Dia terlihat sangat terpukul atas kepergian Kak Nayla. Putri yang dilepas pergi merantau ke kota, berharap bisa mengubah nasib ekonomi keluarga, tetapi malah pulang dengan keadaan tidak bernyawa.

"Lebih baik, kita urus jenazah Kak Nayla dulu, Bu. Kasihan kalau dibiarkan terlalu lama," saranku sembari terus mengusap punggung Ibu yang terasa bergetar.

Terlihat, pandangan Ibu nanar menatap mayat Kak Nayla. Aku memilih menarik kain putih, menutup kembali jasad Kak Nayla.

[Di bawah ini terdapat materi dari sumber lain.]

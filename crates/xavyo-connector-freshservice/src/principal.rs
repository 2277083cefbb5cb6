//! Principal checks shared by the grant and revoke paths.

use tracing::warn;
use xavyo_connector::error::{ConnectorError, ConnectorResult};
use xavyo_connector::types::ResourceId;

/// Name used in principal errors.
pub(crate) const CONNECTOR_NAME: &str = "freshservice-connector";

/// Reject `principal` unless it is of resource type `expected`.
pub(crate) fn ensure_principal(
    principal: &ResourceId,
    expected: &str,
    action: &str,
) -> ConnectorResult<()> {
    if principal.resource_type == expected {
        return Ok(());
    }

    warn!(
        principal = %principal,
        expected,
        action,
        "Rejecting principal of the wrong type"
    );
    Err(ConnectorError::PrincipalTypeMismatch {
        connector: CONNECTOR_NAME.to_string(),
        expected: expected.to_string(),
        actual: principal.resource_type.clone(),
        action: action.to_string(),
    })
}

#[cfg(test)]
mod tests {
    use super::*;

    #[test]
    fn test_matching_principal_passes() {
        assert!(ensure_principal(&ResourceId::new("agent", "1"), "agent", "granted roles").is_ok());
    }

    #[test]
    fn test_mismatch_message() {
        let err = ensure_principal(
            &ResourceId::new("agent_group", "1"),
            "agent",
            "granted roles",
        )
        .unwrap_err();
        assert_eq!(err.error_code(), "PRINCIPAL_TYPE_MISMATCH");
        assert_eq!(
            err.to_string(),
            "freshservice-connector: only agent principals can be granted roles, got 'agent_group'"
        );
    }
}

Para tetangga yang sedari tadi menonton, ikut membantu membawa jasad Kak Nayla ke dalam rumah. Aku memapah Ibu, membantunya berdiri dan masuk ke rumah. Air matanya tidak berhenti mengalir. Ketika baru sampai di ruang keluarga, Ibu terkulai lemas. Beliau pingsan.

"Ibu, Ibu!" panikku menahan bobot tubuh Ibu agar tidak terjatuh ke lantai tegel.

"Sini, biar saya bantu." Andy---teman sekampung, mendekat. Membantu menggendong Ibu dan membawanya ke kamar.

Untuk sementara, aku membiarkan Ibu terbaring di sana. Dia sangat syok dengan kejadian mendadak ini.

Aku mengembuskan napas berat. Rasanya napasku tertahan di tenggorokan, melihat jasad Kak Nayla yang telah terbaring di ruang keluarga. Di kelilingi oleh para pelayat. Memang benar, tidak ada yang tahu umur seseorang.

Baru beberapa hari yang lalu, Kak Nayla melakukan video call bersama kami. Terlihat sangat bahagia dengan senyum yang selalu merekah di bibir mungilnya. Walaupun aku melihat matanya yang agak sayu. Mungkin dia kecapekan dan kurang tidur akibat bekerja di rumah majikannya yang besar itu.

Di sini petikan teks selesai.